* TASK INSTRUCTIONS:
Please reproduce the data below exactly, from the first line to the last.

Extracted records
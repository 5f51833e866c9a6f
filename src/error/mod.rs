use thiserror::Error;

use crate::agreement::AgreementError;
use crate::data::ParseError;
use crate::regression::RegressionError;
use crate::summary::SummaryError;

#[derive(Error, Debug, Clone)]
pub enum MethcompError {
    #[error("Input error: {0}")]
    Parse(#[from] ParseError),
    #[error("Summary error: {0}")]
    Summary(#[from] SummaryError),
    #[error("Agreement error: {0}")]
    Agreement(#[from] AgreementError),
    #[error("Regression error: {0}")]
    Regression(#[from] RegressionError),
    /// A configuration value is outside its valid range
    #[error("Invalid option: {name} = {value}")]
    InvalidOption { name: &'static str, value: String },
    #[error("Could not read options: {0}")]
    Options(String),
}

* EXERCISE SOLUTION:
repository 5f51833e866c9a6f
filename src/error/mod.rs
use thiserror::Error;

use crate::agreement::AgreementError;
use crate::data::ParseError;
use crate::regression::RegressionError;
use crate::summary::SummaryError;

#[derive(Error, Debug, Clone)]
pub enum MethcompError {
    #[error("Input error: {0}")]
    Parse(#[from] ParseError),
    #[error("Summary error: {0}")]
    Summary(#[from] SummaryError),
    #[error("Agreement error: {0}")]
    Agreement(#[from] AgreementError),
    #[error("Regression error: {0}")]
    Regression(#[from] RegressionError),
    /// A configuration value is outside its valid range
    #[error("Invalid option: {name} = {value}")]
    InvalidOption { name: &'static str, value: String },
    #[error("Could not read options: {0}")]
    Options(String),
}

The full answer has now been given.